By working through the answers to the following five questions, a registered investment advisor can develop a compliance program that meets the regulatory requirements.
1. Is your CCO able to administer your compliance program?
The compliance program rule requires advisors to designate a CCO who is responsible for administering its compliance policies and procedures. From an organizational and personal standpoint, the CCO has responsibility for making the compliance policies and procedures work, so it makes sense for an advisor to start by considering what the qualifications for its CCO should be and who can best fill that role. SEC guidance provides that the CCO should be competent and knowledgeable about the Advisors Act and should have full authority to develop and enforce appropriate policies and procedures.
In order to properly administer the program, the CCO will need to:
• Be fully aware of the advisor’s operations;
• Run the compliance program and verify that its provisions are being enforced;
• Seek out information concerning ongoing regulatory changes under the Advisors Act; and
• Propose and seek the adoption of changes in the program from time to time in order to assure that the program will continue to provide reasonable assurance of compliance with the rules and regulations under the Advisors Act.
In large organizations with complex operations, the CCO may need to be a full-time dedicated individual with appropriate staff support. In small advisory firms, the CCO may wear several other hats. Some firms may choose to outsource the CCO function, although the staff of the SEC has cast doubt on whether an outside person will have sufficient operational awareness and involvement to be able to adequately administer a compliance program.
2. Are your compliance policies and procedures comprehensive?
Since an advisor’s policies and procedures must be reasonably designed to prevent violation of the Advisors Act and the regulations under the act, they must be comprehensive enough to cover every requirement of the Advisors Act and related regulations that the advisor might violate. The advisor must consider all of the legal requirements that apply to registered advisors, then consider the scope and nature of its own operations, and then generate policies and procedures that apply to its operations in a manner that is reasonably likely to prevent violations.

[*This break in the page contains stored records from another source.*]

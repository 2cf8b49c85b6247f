//! Static IP allow/deny filter.

use std::collections::HashSet;
use std::net::IpAddr;

/// Allow/deny filter over remote IP addresses.
///
/// A non-empty allow-list admits only listed addresses. Otherwise addresses
/// on the deny-list are rejected and everything else passes. Matching is on
/// the host address only, never the port.
#[derive(Debug, Default)]
pub struct IpFilter {
    allow: HashSet<IpAddr>,
    deny: HashSet<IpAddr>,
}

impl IpFilter {
    /// Build a filter from the configured lists.
    pub fn new(allow: &[IpAddr], deny: &[IpAddr]) -> Self {
        Self {
            allow: allow.iter().copied().collect(),
            deny: deny.iter().copied().collect(),
        }
    }

    /// Check whether an address passes the filter.
    pub fn is_allowed(&self, ip: IpAddr) -> bool {
        if !self.allow.is_empty() {
            return self.allow.contains(&ip);
        }
        !self.deny.contains(&ip)
    }
}

#[cfg(test)]
mod tests {
    use super::*;

    fn ip(s: &str) -> IpAddr {
        s.parse().unwrap()
    }

    #[test]
    fn test_empty_filter_allows_all() {
        let filter = IpFilter::new(&[], &[]);
        assert!(filter.is_allowed(ip("10.0.0.1")));
        assert!(filter.is_allowed(ip("::1")));
    }

    #[test]
    fn test_denylist_rejects_listed() {
        let filter = IpFilter::new(&[], &[ip("10.0.0.1")]);
        assert!(!filter.is_allowed(ip("10.0.0.1")));
        assert!(filter.is_allowed(ip("10.0.0.2")));
    }

    #[test]
    fn test_allowlist_takes_precedence() {
        // With a non-empty allow-list, only listed addresses pass, and the
        // deny-list is not consulted
        let filter = IpFilter::new(&[ip("10.0.0.1")], &[ip("10.0.0.1")]);
        assert!(filter.is_allowed(ip("10.0.0.1")));
        assert!(!filter.is_allowed(ip("10.0.0.2")));
    }
}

The advisor faces a daunting task in trying to create written policies that cover all of the legal requirements that reasonably affect its operations. The staff of the SEC has identified 10 operational areas that compliance policies must, at a minimum, address (see the resource materials at the end of this article for information concerning the SEC’s areas of concern).

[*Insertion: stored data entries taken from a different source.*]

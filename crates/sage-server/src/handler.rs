//! Per-connection protocol exchange.

use crate::admission::SlowReadGuard;
use crate::error::{ServerError, ServerResult};
use crate::quotes::QuoteSource;
use futures::{SinkExt, StreamExt};
use sage_pow::PowService;
use sage_protocol::{
    FrameCodec, Message, MessageType, Payload, ProtocolError, QuotePayload, SolutionPayload,
    CODE_INTERNAL_ERROR, CODE_INVALID_MESSAGE_TYPE, CODE_INVALID_SOLUTION,
};
use std::net::SocketAddr;
use std::sync::Arc;
use std::time::Duration;
use tokio::io::{AsyncRead, AsyncWrite};
use tokio_util::codec::Framed;
use tracing::{debug, error};

/// Shared collaborators and timeouts for connection handlers.
pub(crate) struct HandlerContext {
    /// Challenge issuance and verification.
    pub pow: Arc<PowService>,
    /// Quote source for verified clients.
    pub quotes: Arc<dyn QuoteSource>,
    /// Total deadline for the whole exchange.
    pub exchange_timeout: Duration,
    /// Per-read ceiling.
    pub read_timeout: Duration,
    /// Per-write ceiling.
    pub write_timeout: Duration,
}

/// Drive one challenge/solution exchange on an admitted connection.
///
/// The whole exchange runs under a single deadline; individual reads and
/// writes carry their own ceilings on top. Errors that are not a clean
/// close are counted against the peer by the caller.
pub(crate) async fn handle_connection<S>(
    io: SlowReadGuard<S>,
    addr: SocketAddr,
    difficulty: u8,
    ctx: &HandlerContext,
) -> ServerResult<()>
where
    S: AsyncRead + AsyncWrite + Unpin,
{
    let mut framed = Framed::new(io, FrameCodec::new());

    match tokio::time::timeout(ctx.exchange_timeout, exchange(&mut framed, addr, difficulty, ctx))
        .await
    {
        Ok(result) => result,
        Err(_) => Err(ServerError::Timeout),
    }
}

async fn exchange<S>(
    framed: &mut Framed<SlowReadGuard<S>, FrameCodec>,
    addr: SocketAddr,
    difficulty: u8,
    ctx: &HandlerContext,
) -> ServerResult<()>
where
    S: AsyncRead + AsyncWrite + Unpin,
{
    let challenge = match ctx.pow.create_challenge(difficulty) {
        Ok(challenge) => challenge,
        Err(e) => {
            error!(addr = %addr, error = %e, "failed to create challenge");
            send_error(framed, CODE_INTERNAL_ERROR, "failed to create challenge", ctx).await?;
            // Our fault, not the peer's
            return Ok(());
        }
    };

    debug!(addr = %addr, difficulty, nonce = %challenge.nonce, "sending challenge");
    send_payload(framed, &Payload::Challenge((&challenge).into()), ctx).await?;

    let msg = read_message(framed, ctx.read_timeout).await?;
    if msg.msg_type != MessageType::Solution {
        send_error(framed, CODE_INVALID_MESSAGE_TYPE, "expected a solution", ctx).await?;
        return Err(ServerError::UnexpectedMessage(msg.msg_type));
    }

    let solution: SolutionPayload =
        serde_json::from_slice(&msg.payload).map_err(ProtocolError::from)?;
    solution.validate()?;

    if !ctx.pow.verify_solution(&solution) {
        send_error(framed, CODE_INVALID_SOLUTION, "solution verification failed", ctx).await?;
        return Err(ServerError::InvalidSolution);
    }

    let quote = ctx.quotes.next_quote();
    debug!(addr = %addr, author = %quote.author, "solution verified, sending quote");
    send_payload(
        framed,
        &Payload::Quote(QuotePayload {
            text: quote.text,
            author: quote.author,
        }),
        ctx,
    )
    .await
}

async fn read_message<S>(
    framed: &mut Framed<SlowReadGuard<S>, FrameCodec>,
    timeout: Duration,
) -> ServerResult<Message>
where
    S: AsyncRead + AsyncWrite + Unpin,
{
    match tokio::time::timeout(timeout, framed.next()).await {
        Ok(Some(Ok(msg))) => Ok(msg),
        Ok(Some(Err(e))) => Err(e.into()),
        Ok(None) => Err(ServerError::ConnectionClosed),
        Err(_) => Err(ServerError::Timeout),
    }
}

async fn send_payload<S>(
    framed: &mut Framed<SlowReadGuard<S>, FrameCodec>,
    payload: &Payload,
    ctx: &HandlerContext,
) -> ServerResult<()>
where
    S: AsyncRead + AsyncWrite + Unpin,
{
    let msg = Message::from_payload(payload)?;
    match tokio::time::timeout(ctx.write_timeout, framed.send(msg)).await {
        Ok(Ok(())) => Ok(()),
        Ok(Err(e)) => Err(e.into()),
        Err(_) => Err(ServerError::Timeout),
    }
}

async fn send_error<S>(
    framed: &mut Framed<SlowReadGuard<S>, FrameCodec>,
    code: &str,
    message: &str,
    ctx: &HandlerContext,
) -> ServerResult<()>
where
    S: AsyncRead + AsyncWrite + Unpin,
{
    send_payload(
        framed,
        &Payload::Error(sage_protocol::ErrorPayload {
            code: code.to_string(),
            message: message.to_string(),
        }),
        ctx,
    )
    .await
}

The advisor should identify the extent and nature of its activities within in each of the 10 covered areas and then determine the regulatory constraints on the those specific activities. In order to facilitate the design of a comprehensive program, a well-ordered set of policies and procedures might start with a summary description of the nature of the advisor’s operations. The summary would assist the advisor in considering whether the policies and procedures fit the advisor’s operations and, when changes in the advisor’s operations necessitate changes in the summary, those changes would serve as a trigger for reassessment of policies and procedures. In order to be comprehensive, the written policies and procedures should address all of the regulatory constraints on the advisor’s identified activities.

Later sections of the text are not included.